### Given data ###
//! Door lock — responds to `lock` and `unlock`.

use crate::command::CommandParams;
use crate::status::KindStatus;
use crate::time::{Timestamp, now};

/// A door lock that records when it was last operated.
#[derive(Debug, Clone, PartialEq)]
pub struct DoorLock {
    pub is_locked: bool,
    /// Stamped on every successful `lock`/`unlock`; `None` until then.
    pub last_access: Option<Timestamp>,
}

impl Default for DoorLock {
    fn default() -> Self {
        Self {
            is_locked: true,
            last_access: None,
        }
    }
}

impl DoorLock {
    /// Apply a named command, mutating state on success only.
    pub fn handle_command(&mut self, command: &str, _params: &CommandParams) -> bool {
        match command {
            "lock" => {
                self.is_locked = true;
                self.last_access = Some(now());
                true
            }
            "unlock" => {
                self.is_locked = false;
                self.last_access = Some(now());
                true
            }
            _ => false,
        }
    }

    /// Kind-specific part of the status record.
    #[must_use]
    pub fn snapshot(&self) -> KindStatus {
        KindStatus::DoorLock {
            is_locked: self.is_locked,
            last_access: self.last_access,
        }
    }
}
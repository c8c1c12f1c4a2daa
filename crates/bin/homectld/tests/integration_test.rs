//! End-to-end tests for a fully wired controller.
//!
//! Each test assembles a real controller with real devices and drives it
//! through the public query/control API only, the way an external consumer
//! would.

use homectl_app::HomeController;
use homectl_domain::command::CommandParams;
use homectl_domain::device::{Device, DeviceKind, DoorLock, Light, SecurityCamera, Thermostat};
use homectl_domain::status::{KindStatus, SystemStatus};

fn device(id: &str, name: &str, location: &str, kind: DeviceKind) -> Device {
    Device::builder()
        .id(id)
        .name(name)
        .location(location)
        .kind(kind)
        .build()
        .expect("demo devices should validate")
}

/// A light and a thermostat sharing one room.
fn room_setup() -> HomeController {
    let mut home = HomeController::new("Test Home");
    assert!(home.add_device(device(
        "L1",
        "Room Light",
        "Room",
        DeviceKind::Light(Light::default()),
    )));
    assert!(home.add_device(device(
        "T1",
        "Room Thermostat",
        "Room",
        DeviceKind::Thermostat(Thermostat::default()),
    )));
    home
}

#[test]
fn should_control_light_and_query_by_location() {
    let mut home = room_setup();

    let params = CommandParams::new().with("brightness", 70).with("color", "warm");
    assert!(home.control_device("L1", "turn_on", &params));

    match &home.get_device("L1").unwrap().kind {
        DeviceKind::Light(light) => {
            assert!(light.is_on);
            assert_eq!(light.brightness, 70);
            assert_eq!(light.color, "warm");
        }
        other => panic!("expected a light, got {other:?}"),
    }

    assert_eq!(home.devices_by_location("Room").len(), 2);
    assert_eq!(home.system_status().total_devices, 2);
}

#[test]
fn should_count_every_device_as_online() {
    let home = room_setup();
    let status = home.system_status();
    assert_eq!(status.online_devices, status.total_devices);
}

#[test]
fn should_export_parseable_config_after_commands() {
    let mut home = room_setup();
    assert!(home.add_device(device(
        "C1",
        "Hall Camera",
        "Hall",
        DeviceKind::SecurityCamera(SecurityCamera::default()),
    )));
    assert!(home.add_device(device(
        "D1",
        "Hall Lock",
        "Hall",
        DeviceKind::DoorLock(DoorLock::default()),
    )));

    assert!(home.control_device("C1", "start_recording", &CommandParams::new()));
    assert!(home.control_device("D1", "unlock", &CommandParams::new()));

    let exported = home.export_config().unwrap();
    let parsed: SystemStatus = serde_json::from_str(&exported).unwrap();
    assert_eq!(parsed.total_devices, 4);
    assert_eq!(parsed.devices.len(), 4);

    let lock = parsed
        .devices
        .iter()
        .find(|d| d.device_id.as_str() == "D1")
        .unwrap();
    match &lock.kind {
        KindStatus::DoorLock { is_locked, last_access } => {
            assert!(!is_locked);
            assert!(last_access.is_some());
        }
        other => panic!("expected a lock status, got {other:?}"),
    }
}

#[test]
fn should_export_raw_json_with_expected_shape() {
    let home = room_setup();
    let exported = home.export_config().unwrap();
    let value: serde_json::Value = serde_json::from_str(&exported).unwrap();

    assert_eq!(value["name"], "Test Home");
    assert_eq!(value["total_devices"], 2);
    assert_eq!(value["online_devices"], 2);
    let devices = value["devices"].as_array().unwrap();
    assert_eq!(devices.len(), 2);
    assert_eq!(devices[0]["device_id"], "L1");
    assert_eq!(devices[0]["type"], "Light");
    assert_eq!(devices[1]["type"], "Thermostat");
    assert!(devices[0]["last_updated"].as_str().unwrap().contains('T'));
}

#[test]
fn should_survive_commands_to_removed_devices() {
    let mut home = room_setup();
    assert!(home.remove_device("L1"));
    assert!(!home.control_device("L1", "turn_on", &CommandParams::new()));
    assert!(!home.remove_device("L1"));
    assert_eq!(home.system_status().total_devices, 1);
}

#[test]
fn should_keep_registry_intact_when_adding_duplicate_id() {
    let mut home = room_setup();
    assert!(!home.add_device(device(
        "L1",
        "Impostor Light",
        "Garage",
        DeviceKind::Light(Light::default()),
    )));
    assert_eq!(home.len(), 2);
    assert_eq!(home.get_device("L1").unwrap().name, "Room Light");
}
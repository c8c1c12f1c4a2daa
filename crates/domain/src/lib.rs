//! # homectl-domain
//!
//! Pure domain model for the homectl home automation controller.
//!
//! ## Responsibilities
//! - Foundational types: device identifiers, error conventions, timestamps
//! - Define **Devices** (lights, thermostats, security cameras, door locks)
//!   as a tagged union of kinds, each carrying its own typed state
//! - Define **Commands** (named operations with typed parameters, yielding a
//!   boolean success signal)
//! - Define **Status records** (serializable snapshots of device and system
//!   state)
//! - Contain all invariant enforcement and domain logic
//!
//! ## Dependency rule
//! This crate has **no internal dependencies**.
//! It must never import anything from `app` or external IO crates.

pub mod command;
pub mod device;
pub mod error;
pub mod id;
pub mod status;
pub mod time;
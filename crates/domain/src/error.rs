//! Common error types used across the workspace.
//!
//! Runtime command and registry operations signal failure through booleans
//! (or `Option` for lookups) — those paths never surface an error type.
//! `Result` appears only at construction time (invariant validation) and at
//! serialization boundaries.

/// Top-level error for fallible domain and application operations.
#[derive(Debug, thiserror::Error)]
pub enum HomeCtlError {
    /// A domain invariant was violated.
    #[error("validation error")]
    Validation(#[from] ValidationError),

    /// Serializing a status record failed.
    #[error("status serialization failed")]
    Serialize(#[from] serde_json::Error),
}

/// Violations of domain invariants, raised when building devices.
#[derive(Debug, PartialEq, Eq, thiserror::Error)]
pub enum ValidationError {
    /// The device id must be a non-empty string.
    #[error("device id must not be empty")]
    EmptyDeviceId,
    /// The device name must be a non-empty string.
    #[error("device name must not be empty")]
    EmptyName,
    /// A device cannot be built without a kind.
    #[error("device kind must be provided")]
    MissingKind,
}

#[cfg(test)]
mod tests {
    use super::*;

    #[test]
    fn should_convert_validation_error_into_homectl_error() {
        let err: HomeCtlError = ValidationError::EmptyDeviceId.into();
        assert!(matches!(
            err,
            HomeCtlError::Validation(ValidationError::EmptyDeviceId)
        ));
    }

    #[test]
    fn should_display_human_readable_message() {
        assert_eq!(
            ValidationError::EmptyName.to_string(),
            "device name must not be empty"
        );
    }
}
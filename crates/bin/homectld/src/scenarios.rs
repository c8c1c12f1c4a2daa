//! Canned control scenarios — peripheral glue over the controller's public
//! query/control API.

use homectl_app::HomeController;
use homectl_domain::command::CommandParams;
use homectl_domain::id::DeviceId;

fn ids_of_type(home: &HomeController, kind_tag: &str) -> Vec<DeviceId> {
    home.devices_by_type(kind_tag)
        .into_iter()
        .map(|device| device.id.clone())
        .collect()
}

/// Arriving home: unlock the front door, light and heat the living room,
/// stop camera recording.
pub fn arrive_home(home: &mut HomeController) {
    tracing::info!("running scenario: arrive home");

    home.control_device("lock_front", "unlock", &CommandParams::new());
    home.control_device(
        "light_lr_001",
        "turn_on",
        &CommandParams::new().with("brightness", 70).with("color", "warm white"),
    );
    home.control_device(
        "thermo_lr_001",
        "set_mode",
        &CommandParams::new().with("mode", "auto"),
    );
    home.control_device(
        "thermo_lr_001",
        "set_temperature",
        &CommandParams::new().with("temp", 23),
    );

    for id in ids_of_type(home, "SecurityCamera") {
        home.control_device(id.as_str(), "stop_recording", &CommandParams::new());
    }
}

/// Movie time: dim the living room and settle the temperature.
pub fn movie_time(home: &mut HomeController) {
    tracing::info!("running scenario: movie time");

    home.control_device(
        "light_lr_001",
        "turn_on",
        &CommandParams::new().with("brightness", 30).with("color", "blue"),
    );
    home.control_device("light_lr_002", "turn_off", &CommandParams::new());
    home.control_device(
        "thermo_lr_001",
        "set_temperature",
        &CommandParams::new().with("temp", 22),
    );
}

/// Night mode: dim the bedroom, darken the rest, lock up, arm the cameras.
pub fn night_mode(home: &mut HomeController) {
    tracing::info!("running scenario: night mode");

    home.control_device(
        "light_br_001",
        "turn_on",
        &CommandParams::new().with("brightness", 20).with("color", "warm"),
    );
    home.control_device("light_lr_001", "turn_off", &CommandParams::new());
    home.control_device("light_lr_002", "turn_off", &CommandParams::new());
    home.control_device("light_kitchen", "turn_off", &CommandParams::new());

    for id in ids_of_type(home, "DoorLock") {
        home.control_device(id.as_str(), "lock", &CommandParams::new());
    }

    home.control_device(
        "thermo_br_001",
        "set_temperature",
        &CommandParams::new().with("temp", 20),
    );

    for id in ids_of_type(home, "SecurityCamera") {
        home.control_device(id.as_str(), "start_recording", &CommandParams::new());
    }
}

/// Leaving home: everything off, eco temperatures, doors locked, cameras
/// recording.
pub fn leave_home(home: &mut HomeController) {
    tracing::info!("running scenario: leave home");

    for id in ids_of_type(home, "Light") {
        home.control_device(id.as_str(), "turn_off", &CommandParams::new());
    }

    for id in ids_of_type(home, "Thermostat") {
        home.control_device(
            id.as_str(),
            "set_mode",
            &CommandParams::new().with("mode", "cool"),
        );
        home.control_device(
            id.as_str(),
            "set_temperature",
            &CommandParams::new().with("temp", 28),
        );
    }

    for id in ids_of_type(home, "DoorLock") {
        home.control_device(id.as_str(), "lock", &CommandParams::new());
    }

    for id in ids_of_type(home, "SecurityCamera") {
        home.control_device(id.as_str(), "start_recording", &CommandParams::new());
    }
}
###
Your objective - Return all lines from the entries that contain the string "EmptyDeviceId".

Result for this task -
    EmptyDeviceId,
        let err: HomeCtlError = ValidationError::EmptyDeviceId.into();
            HomeCtlError::Validation(ValidationError::EmptyDeviceId)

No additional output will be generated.